En terme d’action, Max Payne 3 nous en donne pour notre argent et se fait très plaisant à suivre du début à la fin malgré quelques faux pas. La mise en scène se fait spectaculaire, la musique convient parfaitement à l’ambiance, et Rockstar à la bonne idée, pour développer le personnage de Max, alcoolique et dans son monde, de le faire évoluer dans un pays dont il ne comprend absolument pas la langue, et le joueur non plus. L’aspect très cinématographique et dirigiste en refroidira certains, mais cela ne m’a aucunement dérangé pour un jeu comme Max Payne, tant le reste semble suivre. Dommage au final, malgré quelques passages très hardu (on pourra dire que ces passages sont « a Payne in the ass ») que le jeu se termine aussi rapidement en solo, mais un jeu d’action trop long aurait probablement été vite lassant. Rockstar ajoute alors quelques modes supplémentaires, dont un mode multijoueur (que je n’ai pas testé, comme souvent). Les autres modes nous permettront de refaire les niveaux solo pour avoir un bon score sur le réseau, ou à les refaire avec un temps limite, une minute au départ, qui augmente à chaque ennemi tué.
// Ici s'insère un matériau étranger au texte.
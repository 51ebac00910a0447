//! `reqwest` implementation of the PawCare API client.

use std::sync::Arc;

use moka::future::Cache;
use pawcare_core::{BookingId, Email, ItemId};
use reqwest::{Method, RequestBuilder, StatusCode};
use secrecy::{ExposeSecret, SecretString};
use serde::de::DeserializeOwned;
use tracing::{debug, instrument};
use url::Url;

use super::cache::{CacheValue, PRODUCTS_KEY, product_key};
use super::types::{Booking, BookingDraft, ErrorBody, Order, OrderRequest, Product, RescheduleRequest};
use super::{ApiError, GENERIC_ERROR_MESSAGE};
use crate::config::ApiConfig;

/// Client for the PawCare REST API.
///
/// Cheap to clone; clones share the connection pool and the catalog cache.
#[derive(Clone)]
pub struct PetCareClient {
    inner: Arc<PetCareClientInner>,
}

struct PetCareClientInner {
    client: reqwest::Client,
    base_url: Url,
    token: Option<SecretString>,
    cache: Cache<String, CacheValue>,
}

impl std::fmt::Debug for PetCareClient {
    fn fmt(&self, f: &mut std::fmt::Formatter<'_>) -> std::fmt::Result {
        f.debug_struct("PetCareClient")
            .field("base_url", &self.inner.base_url.as_str())
            .finish_non_exhaustive()
    }
}

impl PetCareClient {
    /// Create a new API client.
    ///
    /// # Errors
    ///
    /// Returns an error if the HTTP client cannot be built or the base URL
    /// cannot take path segments.
    pub fn new(config: &ApiConfig) -> Result<Self, ApiError> {
        if config.base_url.cannot_be_a_base() {
            return Err(ApiError::InvalidBaseUrl(config.base_url.to_string()));
        }

        let client = reqwest::Client::builder()
            .timeout(config.timeout)
            .user_agent(concat!("pawcare/", env!("CARGO_PKG_VERSION")))
            .build()?;

        let cache = Cache::builder()
            .max_capacity(500)
            .time_to_live(config.product_cache_ttl)
            .build();

        Ok(Self {
            inner: Arc::new(PetCareClientInner {
                client,
                base_url: config.base_url.clone(),
                token: config.token.clone(),
                cache,
            }),
        })
    }

    /// Build `<base>/api/<segments...>`, percent-encoding each segment.
    fn endpoint(&self, segments: &[&str]) -> Result<Url, ApiError> {
        let mut url = self.inner.base_url.clone();
        url.path_segments_mut()
            .map_err(|()| ApiError::InvalidBaseUrl(self.inner.base_url.to_string()))?
            .pop_if_empty()
            .push("api")
            .extend(segments);
        Ok(url)
    }

    fn request(&self, method: Method, url: Url) -> RequestBuilder {
        let builder = self.inner.client.request(method, url);
        match &self.inner.token {
            Some(token) => builder.bearer_auth(token.expose_secret()),
            None => builder,
        }
    }

    /// Send a request and decode a JSON success body.
    async fn execute<T: DeserializeOwned>(&self, request: RequestBuilder) -> Result<T, ApiError> {
        let response = request.send().await?;
        let status = response.status();

        if status == StatusCode::TOO_MANY_REQUESTS {
            let retry_after = response
                .headers()
                .get(reqwest::header::RETRY_AFTER)
                .and_then(|v| v.to_str().ok())
                .and_then(|s| s.parse::<u64>().ok())
                .unwrap_or(1);
            return Err(ApiError::RateLimited(retry_after));
        }

        let body = response.text().await?;

        if !status.is_success() {
            let message = serde_json::from_str::<ErrorBody>(&body)
                .ok()
                .and_then(ErrorBody::into_message)
                .unwrap_or_else(|| GENERIC_ERROR_MESSAGE.to_string());

            tracing::warn!(
                status = %status,
                body = %body.chars().take(500).collect::<String>(),
                "PawCare API returned non-success status"
            );

            if status == StatusCode::NOT_FOUND {
                return Err(ApiError::NotFound(message));
            }
            return Err(ApiError::Remote {
                status: status.as_u16(),
                message,
            });
        }

        serde_json::from_str(&body).map_err(|e| {
            tracing::error!(
                error = %e,
                body = %body.chars().take(500).collect::<String>(),
                "Failed to parse PawCare API response"
            );
            ApiError::Parse(e)
        })
    }

    // =========================================================================
    // Catalog
    // =========================================================================

    /// List the catalog.
    ///
    /// # Errors
    ///
    /// Returns an error if the API request fails.
    #[instrument(skip(self))]
    pub async fn list_products(&self) -> Result<Arc<Vec<Product>>, ApiError> {
        if let Some(CacheValue::Products(products)) = self.inner.cache.get(PRODUCTS_KEY).await {
            debug!("Cache hit for products");
            return Ok(products);
        }

        let url = self.endpoint(&["products"])?;
        let products: Arc<Vec<Product>> =
            Arc::new(self.execute(self.request(Method::GET, url)).await?);

        self.inner
            .cache
            .insert(PRODUCTS_KEY.to_string(), CacheValue::Products(Arc::clone(&products)))
            .await;
        Ok(products)
    }

    /// Get a single product.
    ///
    /// # Errors
    ///
    /// Returns an error if the product is not found or the API request fails.
    #[instrument(skip(self), fields(id = %id))]
    pub async fn get_product(&self, id: &ItemId) -> Result<Product, ApiError> {
        let cache_key = product_key(id.as_str());
        if let Some(CacheValue::Product(product)) = self.inner.cache.get(&cache_key).await {
            debug!("Cache hit for product");
            return Ok(*product);
        }

        let url = self.endpoint(&["products", id.as_str()])?;
        let product: Product = self.execute(self.request(Method::GET, url)).await?;

        self.inner
            .cache
            .insert(cache_key, CacheValue::Product(Box::new(product.clone())))
            .await;
        Ok(product)
    }

    /// Drop every cached catalog response.
    pub fn invalidate_catalog(&self) {
        self.inner.cache.invalidate_all();
    }

    // =========================================================================
    // Bookings
    // =========================================================================

    /// Create a vaccination booking.
    ///
    /// # Errors
    ///
    /// Returns an error if the API rejects the booking or the request fails.
    #[instrument(skip(self, draft), fields(product_id = %draft.product_id, date = %draft.appointment_date))]
    pub async fn create_booking(&self, draft: &BookingDraft) -> Result<Booking, ApiError> {
        let url = self.endpoint(&["bookings"])?;
        self.execute(self.request(Method::POST, url).json(draft)).await
    }

    /// List the bookings made with an email address.
    ///
    /// # Errors
    ///
    /// Returns an error if the API request fails.
    #[instrument(skip(self, email))]
    pub async fn list_bookings(&self, email: &Email) -> Result<Vec<Booking>, ApiError> {
        let mut url = self.endpoint(&["bookings"])?;
        url.query_pairs_mut().append_pair("email", email.as_str());
        self.execute(self.request(Method::GET, url)).await
    }

    /// Fetch one booking.
    ///
    /// # Errors
    ///
    /// Returns an error if the booking is not found or the API request fails.
    #[instrument(skip(self), fields(id = %id))]
    pub async fn get_booking(&self, id: &BookingId) -> Result<Booking, ApiError> {
        let url = self.endpoint(&["bookings", id.as_str()])?;
        self.execute(self.request(Method::GET, url)).await
    }

    /// Cancel a booking.
    ///
    /// # Errors
    ///
    /// Returns an error if the API rejects the cancellation or the request fails.
    #[instrument(skip(self), fields(id = %id))]
    pub async fn cancel_booking(&self, id: &BookingId) -> Result<Booking, ApiError> {
        let url = self.endpoint(&["bookings", id.as_str(), "cancel"])?;
        self.execute(self.request(Method::PATCH, url)).await
    }

    /// Move a booking to a new date and slot.
    ///
    /// # Errors
    ///
    /// Returns an error if the API rejects the new slot or the request fails.
    #[instrument(skip(self, request), fields(id = %id, date = %request.appointment_date))]
    pub async fn reschedule_booking(
        &self,
        id: &BookingId,
        request: &RescheduleRequest,
    ) -> Result<Booking, ApiError> {
        let url = self.endpoint(&["bookings", id.as_str(), "reschedule"])?;
        self.execute(self.request(Method::PATCH, url).json(request)).await
    }

    // =========================================================================
    // Orders
    // =========================================================================

    /// Place an order.
    ///
    /// # Errors
    ///
    /// Returns an error if the API rejects the order or the request fails.
    #[instrument(skip(self, order), fields(items = order.items.len(), total = %order.total))]
    pub async fn place_order(&self, order: &OrderRequest) -> Result<Order, ApiError> {
        let url = self.endpoint(&["orders"])?;
        self.execute(self.request(Method::POST, url).json(order)).await
    }
}

#[cfg(test)]
#[allow(clippy::unwrap_used)]
mod tests {
    use std::time::Duration;

    use super::*;

    fn client(base: &str) -> PetCareClient {
        PetCareClient::new(&ApiConfig {
            base_url: Url::parse(base).unwrap(),
            token: None,
            timeout: Duration::from_secs(5),
            product_cache_ttl: Duration::from_secs(60),
        })
        .unwrap()
    }

    #[test]
    fn test_endpoint_joins_and_encodes_segments() {
        let c = client("http://localhost:5000/");
        let url = c.endpoint(&["bookings", "a b/c", "cancel"]).unwrap();
        assert_eq!(
            url.as_str(),
            "http://localhost:5000/api/bookings/a%20b%2Fc/cancel"
        );
    }

    #[test]
    fn test_endpoint_keeps_base_path_prefix() {
        let c = client("https://pets.example/v2");
        let url = c.endpoint(&["orders"]).unwrap();
        assert_eq!(url.as_str(), "https://pets.example/v2/api/orders");
    }

    #[test]
    fn test_rejects_non_base_url() {
        let result = PetCareClient::new(&ApiConfig {
            base_url: Url::parse("mailto:vet@example.com").unwrap(),
            token: None,
            timeout: Duration::from_secs(5),
            product_cache_ttl: Duration::from_secs(60),
        });
        assert!(matches!(result, Err(ApiError::InvalidBaseUrl(_))));
    }
}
Dispensable. En se concentrant uniquement sur son mode solo, Max Payne reste en tout cas un jeu solide, parfois jouissif, parfois un peu trop facile dans son scénario ou autres (n’oublions pas qu’il s’agît du même scénariste que Red Dead Redemption…), mais tout à fait recommandable. Un très bon troisième opus.

Les plus

Scénario simple mais prenant

Retrouver les gunfight qu’on aime

Des niveaux variés

Les cinématiques et leurs dialogues

Les moins

Quelques modes dispensables

L’aspect clippesque parfois envahissant et lassant

En bref : La saga continue en changeant de studio, et heureusement l’univers est respecté. Si tous les ajouts ne sont pas convaincants, Max Payne 3 reste un très bon jeu, avec sa grosse dose d’action bien tendue.